For ransomware resilience, Compliance — in Compliance mode no user, not even the root account, can delete or shorten retention before it expires, so a stolen admin key can't wipe it. The trade-off is that you can't undo a mistake (like an over-long retention) until it expires. Governance mode is recoverable by an admin, which also means it's defeatable by a compromised admin key. The bucket needs versioning and Object Lock enabled. See AWS S3 Object Lock.

How is restic 'append-only' different from just having a backup?

An ordinary backup repo accepts delete/prune commands from the client — so malware with your backup credentials can tell it to erase history.
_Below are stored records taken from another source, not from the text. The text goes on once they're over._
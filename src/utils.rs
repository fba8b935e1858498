use anyhow::{Context as _, Result};
use serenity::model::guild::Emoji;
use serenity::model::id::GuildId;
use serenity::prelude::*;

/// Embed color of successful actions
pub const SUCCESS_COLOR: u32 = 0x51cf66;

/// Discord's message length limit
pub const MESSAGE_LIMIT: usize = 2000;

/// Renders a guild emoji by name, `[name]` when the guild has none
pub fn render_emoji<'a>(emojis: impl IntoIterator<Item = &'a Emoji>, name: &str) -> String {
    emojis
        .into_iter()
        .find(|emoji| emoji.name == name)
        .map(|emoji| {
            if emoji.animated {
                format!("<a:{}:{}>", name, emoji.id)
            } else {
                format!("<:{}:{}>", name, emoji.id)
            }
        })
        .unwrap_or_else(|| format!("[{}]", name))
}

/// Fetches and renders a guild emoji by name
pub async fn guild_emoji(ctx: &Context, guild_id: GuildId, name: &str) -> Result<String> {
    let emojis = guild_id
        .emojis(&ctx.http)
        .await
        .with_context(|| format!("failed to fetch emojis of guild {}", guild_id))?;
    Ok(render_emoji(&emojis, name))
}

/// Cuts text to at most `limit` characters
pub fn truncate_chars(text: &str, limit: usize) -> String {
    match text.char_indices().nth(limit) {
        Some((end, _)) => text[..end].to_string(),
        None => text.to_string(),
    }
}

#[cfg(test)]
mod tests {
    use super::*;

    #[test]
    fn truncates_on_char_boundaries() {
        assert_eq!(truncate_chars("héllo", 2), "hé");
        assert_eq!(truncate_chars("hi", 5), "hi");
        assert_eq!(truncate_chars("", 0), "");
    }

    #[test]
    fn missing_emoji_falls_back_to_name() {
        assert_eq!(render_emoji(&Vec::<Emoji>::new(), "catstare"), "[catstare]");
    }
}
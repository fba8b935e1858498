use anyhow::{Context as _, Result};
use serenity::builder::CreateApplicationCommand;
use serenity::model::application::command::CommandOptionType;
use serenity::model::application::interaction::application_command::ApplicationCommandInteraction;
use serenity::model::application::interaction::InteractionResponseType;
use serenity::prelude::*;
use thiserror::Error;

use super::{bool_option, leaf_options, string_option};
use crate::error_reporter::UserError;
use crate::utils::MESSAGE_LIMIT;

/// Ends every encoded byte
const SEPARATOR: &str = "👉👈";
/// Encodes the zero byte
const ZERO: &str = "❤️";
/// Symbols by value, largest first
const SYMBOLS: [(u8, char); 5] = [(200, '🫂'), (50, '💖'), (10, '✨'), (5, '🥺'), (1, ',')];

#[derive(Error, Debug, PartialEq, Eq)]
pub enum BottomError {
    #[error("`{0}` is not a bottom character")]
    UnknownSymbol(char),
    #[error("a group adds up to {0}, more than a byte can hold")]
    Overflow(u32),
    #[error("the decoded bytes are not valid UTF-8")]
    InvalidUtf8,
}

/// Encodes text as bottom
pub fn encode(text: &str) -> String {
    let mut out = String::new();
    for byte in text.bytes() {
        if byte == 0 {
            out.push_str(ZERO);
        }
        let mut rest = byte;
        while rest > 0 {
            let (value, symbol) = SYMBOLS
                .iter()
                .find(|(value, _)| *value <= rest)
                .copied()
                .unwrap_or((1, ','));
            out.push(symbol);
            rest -= value;
        }
        out.push_str(SEPARATOR);
    }
    out
}

fn decode_group(group: &str) -> Result<u8, BottomError> {
    let mut sum: u32 = 0;
    for c in group.chars() {
        let value = match c {
            '❤' | '\u{fe0f}' => 0,
            c => SYMBOLS
                .iter()
                .find(|(_, symbol)| *symbol == c)
                .map(|(value, _)| *value as u32)
                .ok_or(BottomError::UnknownSymbol(c))?,
        };
        sum += value;
    }
    u8::try_from(sum).map_err(|_| BottomError::Overflow(sum))
}

/// Decodes bottom back into text
pub fn decode(input: &str) -> Result<String, BottomError> {
    let input = input.trim();
    let input = input.strip_suffix(SEPARATOR).unwrap_or(input);
    if input.is_empty() {
        return Ok(String::new());
    }
    let bytes = input
        .split(SEPARATOR)
        .map(decode_group)
        .collect::<Result<Vec<_>, _>>()?;
    String::from_utf8(bytes).map_err(|_| BottomError::InvalidUtf8)
}

pub fn register(command: &mut CreateApplicationCommand) -> &mut CreateApplicationCommand {
    command
        .name("bottom")
        .description("Translate text to and from bottom")
        .create_option(|option| {
            option
                .name("text")
                .description("Text to translate")
                .kind(CommandOptionType::String)
                .required(true)
        })
        .create_option(|option| {
            option
                .name("decode")
                .description("Decode bottom instead of encoding")
                .kind(CommandOptionType::Boolean)
                .required(false)
        })
}

pub async fn run(ctx: &Context, command: &ApplicationCommandInteraction) -> Result<()> {
    let options = leaf_options(command);
    let text = string_option(options, "text").unwrap_or_default();
    let output = if bool_option(options, "decode").unwrap_or(false) {
        decode(&text).map_err(|why| UserError::new(format!("Couldn't decode that: {}.", why)))?
    } else {
        encode(&text)
    };
    if output.is_empty() {
        return Err(UserError::new("There is nothing to translate.").into());
    }
    if output.chars().count() > MESSAGE_LIMIT {
        return Err(UserError::new("The result is too long for Discord.").into());
    }

    command
        .create_interaction_response(&ctx.http, |r| {
            r.kind(InteractionResponseType::ChannelMessageWithSource)
                .interaction_response_data(|d| {
                    d.content(&output).allowed_mentions(|am| am.empty_parse())
                })
        })
        .await
        .context("failed to answer /bottom")?;
    Ok(())
}
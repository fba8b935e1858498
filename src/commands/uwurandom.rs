use anyhow::{Context as _, Result};
use rand::seq::IndexedRandom;
use rand::Rng;
use serenity::builder::CreateApplicationCommand;
use serenity::model::application::command::CommandOptionType;
use serenity::model::application::interaction::application_command::ApplicationCommandInteraction;
use serenity::model::application::interaction::InteractionResponseType;
use serenity::prelude::*;

use super::{integer_option, leaf_options};
use crate::utils::{truncate_chars, MESSAGE_LIMIT};

/// Length used when none is given
pub const DEFAULT_LENGTH: usize = 100;

const KEYSMASH_KEYS: &[char] = &['a', 's', 'd', 'f', 'g', 'h', 'j', 'k', 'l', ';'];
const FACES: &[&str] = &[
    ":3", "uwu", "owo", ">///<", "^w^", "rawr x3", ">w<", "x3", "*nuzzles*",
    "*pounces on you*", "*blushes*", "*sits on you*",
];
const SOUNDS: &[&str] = &["ny", "mr", "pu", "mrr", "ow"];

/// Random keysmash like `asjdhfkjl`
fn keysmash(rng: &mut impl Rng) -> String {
    let len = rng.random_range(6..16);
    (0..len)
        .filter_map(|_| KEYSMASH_KEYS.choose(rng).copied())
        .collect()
}

/// Stretched cat sound like `nyaaa` or `mrrrr`
fn cat_sound(rng: &mut impl Rng) -> String {
    let stem = SOUNDS.choose(rng).copied().unwrap_or("ny");
    let tail = match stem {
        "ny" => 'a',
        "pu" | "mrr" | "mr" => 'r',
        _ => 'o',
    };
    let stretch = rng.random_range(1..6);
    let mut sound = stem.to_string();
    sound.extend(std::iter::repeat(tail).take(stretch));
    if stem == "ow" {
        sound.push('w');
    }
    sound
}

/// Generates exactly `length` characters of uwu
pub fn generate(rng: &mut impl Rng, length: usize) -> String {
    let mut out = String::new();
    while out.chars().count() < length {
        let fragment = match rng.random_range(0..3) {
            0 => keysmash(rng),
            1 => cat_sound(rng),
            _ => FACES.choose(rng).copied().unwrap_or(":3").to_string(),
        };
        if !out.is_empty() {
            out.push(' ');
        }
        out.push_str(&fragment);
    }
    truncate_chars(&out, length)
}

pub fn register(command: &mut CreateApplicationCommand) -> &mut CreateApplicationCommand {
    command
        .name("uwurandom")
        .description("Generate some random uwu")
        .create_option(|option| {
            option
                .name("length")
                .description("How many characters")
                .kind(CommandOptionType::Integer)
                .min_int_value(1)
                .max_int_value(MESSAGE_LIMIT as u64)
                .required(false)
        })
}

pub async fn run(ctx: &Context, command: &ApplicationCommandInteraction) -> Result<()> {
    let length = integer_option(leaf_options(command), "length")
        .map(|length| length.clamp(1, MESSAGE_LIMIT as i64) as usize)
        .unwrap_or(DEFAULT_LENGTH);
    let text = generate(&mut rand::rng(), length);

    command
        .create_interaction_response(&ctx.http, |r| {
            r.kind(InteractionResponseType::ChannelMessageWithSource)
                .interaction_response_data(|d| d.content(&text))
        })
        .await
        .context("failed to answer /uwurandom")?;
    Ok(())
}

#[cfg(test)]
mod tests {
    use super::*;
    use rand::rngs::StdRng;
    use rand::SeedableRng;

    #[test]
    fn output_has_requested_length() {
        let mut rng = StdRng::seed_from_u64(7);
        for length in [1, 2, 13, 100, 2000] {
            assert_eq!(generate(&mut rng, length).chars().count(), length);
        }
    }

    #[test]
    fn same_seed_same_uwu() {
        let a = generate(&mut StdRng::seed_from_u64(42), 200);
        let b = generate(&mut StdRng::seed_from_u64(42), 200);
        assert_eq!(a, b);
    }

    #[test]
    fn keysmash_stays_on_the_home_row() {
        let mut rng = StdRng::seed_from_u64(1);
        for _ in 0..50 {
            let smash = keysmash(&mut rng);
            assert!((6..16).contains(&smash.len()));
            assert!(smash.chars().all(|c| KEYSMASH_KEYS.contains(&c)));
        }
    }

    #[test]
    fn cat_sounds_are_stretched() {
        let mut rng = StdRng::seed_from_u64(3);
        for _ in 0..50 {
            let sound = cat_sound(&mut rng);
            assert!(sound.len() >= 3, "{sound}");
        }
    }
}
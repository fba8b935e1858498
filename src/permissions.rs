use std::future::Future;

use anyhow::{Context as _, Result};
use serenity::model::channel::{Channel, ChannelType, GuildChannel, PermissionOverwrite, PermissionOverwriteType};
use serenity::model::id::{ChannelId, GuildId, RoleId};
use serenity::model::permissions::Permissions;
use serenity::prelude::*;

/// The `@everyone` role shares its id with the guild
pub fn everyone_role(guild_id: GuildId) -> RoleId {
    RoleId(guild_id.0)
}

/// Permissions `@everyone` ends up with in a channel
///
/// Applies the role's base permissions, then the channel's `@everyone`
/// overwrite (deny first, then allow). Administrator bypasses overwrites.
pub fn everyone_permissions(
    guild_id: GuildId,
    base: Permissions,
    overwrites: &[PermissionOverwrite],
) -> Permissions {
    if base.contains(Permissions::ADMINISTRATOR) {
        return Permissions::all();
    }

    let everyone = everyone_role(guild_id);
    overwrites
        .iter()
        .filter(|overwrite| overwrite.kind == PermissionOverwriteType::Role(everyone))
        .fold(base, |permissions, overwrite| {
            (permissions & !overwrite.deny) | overwrite.allow
        })
}

/// Whether `@everyone` can see a channel
pub fn everyone_can_view(
    guild_id: GuildId,
    base: Permissions,
    overwrites: &[PermissionOverwrite],
) -> bool {
    everyone_permissions(guild_id, base, overwrites).contains(Permissions::VIEW_CHANNEL)
}

fn is_thread(kind: ChannelType) -> bool {
    matches!(
        kind,
        ChannelType::PublicThread | ChannelType::PrivateThread | ChannelType::NewsThread
    )
}

/// Fetches a guild channel, resolving threads to their parent
async fn fetch_permission_channel(ctx: &Context, channel_id: ChannelId) -> Result<Option<GuildChannel>> {
    let channel = channel_id
        .to_channel(ctx)
        .await
        .with_context(|| format!("failed to fetch channel {}", channel_id))?;
    let Channel::Guild(channel) = channel else {
        return Ok(None);
    };
    if !is_thread(channel.kind) {
        return Ok(Some(channel));
    }
    let Some(parent_id) = channel.parent_id else {
        return Ok(None);
    };
    let parent = parent_id
        .to_channel(ctx)
        .await
        .with_context(|| format!("failed to fetch parent channel {}", parent_id))?;
    Ok(parent.guild())
}

/// Base permissions of `@everyone`, from the cache when the guild is cached
async fn everyone_base(ctx: &Context, guild_id: GuildId) -> Result<Permissions> {
    let everyone = everyone_role(guild_id);
    if let Some(base) = ctx
        .cache
        .guild_field(guild_id, |guild| guild.roles.get(&everyone).map(|role| role.permissions))
    {
        return Ok(base.unwrap_or_else(Permissions::empty));
    }
    let roles = guild_id
        .roles(&ctx.http)
        .await
        .with_context(|| format!("failed to fetch roles of guild {}", guild_id))?;
    Ok(roles
        .get(&everyone)
        .map(|role| role.permissions)
        .unwrap_or_else(Permissions::empty))
}

/// Fetches whether `@everyone` can view a guild channel
pub async fn everyone_can_view_channel(
    ctx: &Context,
    guild_id: GuildId,
    channel_id: ChannelId,
) -> Result<bool> {
    let Some(channel) = fetch_permission_channel(ctx, channel_id).await? else {
        return Ok(false);
    };
    let base = everyone_base(ctx, guild_id).await?;
    Ok(everyone_can_view(guild_id, base, &channel.permission_overwrites))
}

/// Runs `handler` only once `visible` resolves to `true`
///
/// Returns `None` without polling the handler when the channel is hidden.
pub async fn when_public<V, H, T>(visible: V, handler: H) -> Result<Option<T>>
where
    V: Future<Output = Result<bool>>,
    H: Future<Output = Result<T>>,
{
    if !visible.await? {
        return Ok(None);
    }
    handler.await.map(Some)
}

#[cfg(test)]
mod tests {
    use super::*;
    use serenity::model::id::UserId;
    use std::sync::atomic::{AtomicBool, Ordering};

    const GUILD: GuildId = GuildId(10);

    fn role_overwrite(role: RoleId, allow: Permissions, deny: Permissions) -> PermissionOverwrite {
        PermissionOverwrite {
            allow,
            deny,
            kind: PermissionOverwriteType::Role(role),
        }
    }

    #[test]
    fn public_channel_is_viewable() {
        let base = Permissions::VIEW_CHANNEL | Permissions::SEND_MESSAGES;
        assert!(everyone_can_view(GUILD, base, &[]));
    }

    #[test]
    fn everyone_deny_hides_channel() {
        let base = Permissions::VIEW_CHANNEL;
        let overwrites = [role_overwrite(
            everyone_role(GUILD),
            Permissions::empty(),
            Permissions::VIEW_CHANNEL,
        )];
        assert!(!everyone_can_view(GUILD, base, &overwrites));
    }

    #[test]
    fn everyone_allow_reveals_channel() {
        let overwrites = [role_overwrite(
            everyone_role(GUILD),
            Permissions::VIEW_CHANNEL,
            Permissions::empty(),
        )];
        assert!(everyone_can_view(GUILD, Permissions::empty(), &overwrites));
    }

    #[test]
    fn other_overwrites_are_ignored() {
        let base = Permissions::VIEW_CHANNEL;
        let overwrites = [
            role_overwrite(RoleId(99), Permissions::empty(), Permissions::VIEW_CHANNEL),
            PermissionOverwrite {
                allow: Permissions::empty(),
                deny: Permissions::VIEW_CHANNEL,
                kind: PermissionOverwriteType::Member(UserId(5)),
            },
        ];
        assert!(everyone_can_view(GUILD, base, &overwrites));
    }

    #[test]
    fn administrator_bypasses_overwrites() {
        let overwrites = [role_overwrite(
            everyone_role(GUILD),
            Permissions::empty(),
            Permissions::VIEW_CHANNEL,
        )];
        assert!(everyone_can_view(GUILD, Permissions::ADMINISTRATOR, &overwrites));
    }

    #[tokio::test]
    async fn hidden_channel_skips_the_handler() {
        let ran = AtomicBool::new(false);
        let result = when_public(async { Ok(false) }, async {
            ran.store(true, Ordering::SeqCst);
            Ok(())
        })
        .await
        .unwrap();
        assert_eq!(result, None);
        assert!(!ran.load(Ordering::SeqCst));
    }

    #[tokio::test]
    async fn public_channel_runs_the_handler() {
        let result = when_public(async { Ok(true) }, async { Ok(7) }).await.unwrap();
        assert_eq!(result, Some(7));
    }

    #[tokio::test]
    async fn visibility_errors_skip_the_handler() {
        let ran = AtomicBool::new(false);
        let result = when_public(async { Err(anyhow::anyhow!("no access")) }, async {
            ran.store(true, Ordering::SeqCst);
            Ok(())
        })
        .await;
        assert!(result.is_err());
        assert!(!ran.load(Ordering::SeqCst));
    }
}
A restic rest-server run with --append-only accepts new data but refuses prune/forget from the client, so the backup host owns deletion. Pruning is then done as a separate trusted operation. It's the difference between 'I have a backup' and 'a compromised client can't destroy my backup'. New to the discipline? See a backup you've actually restored.

Is a NAS snapshot enough on its own?

A snapshot on the same pool protects against accidental delete and in-place encryption, but it lives on the box that got hit — and modern ransomware targets snapshots. Use immutable snapshots where your NAS supports them (a protection window even an admin can't shorten), and replicate or back up off the box to an immutable/offline tier. If you've been hit, work the ransomware recovery runbook.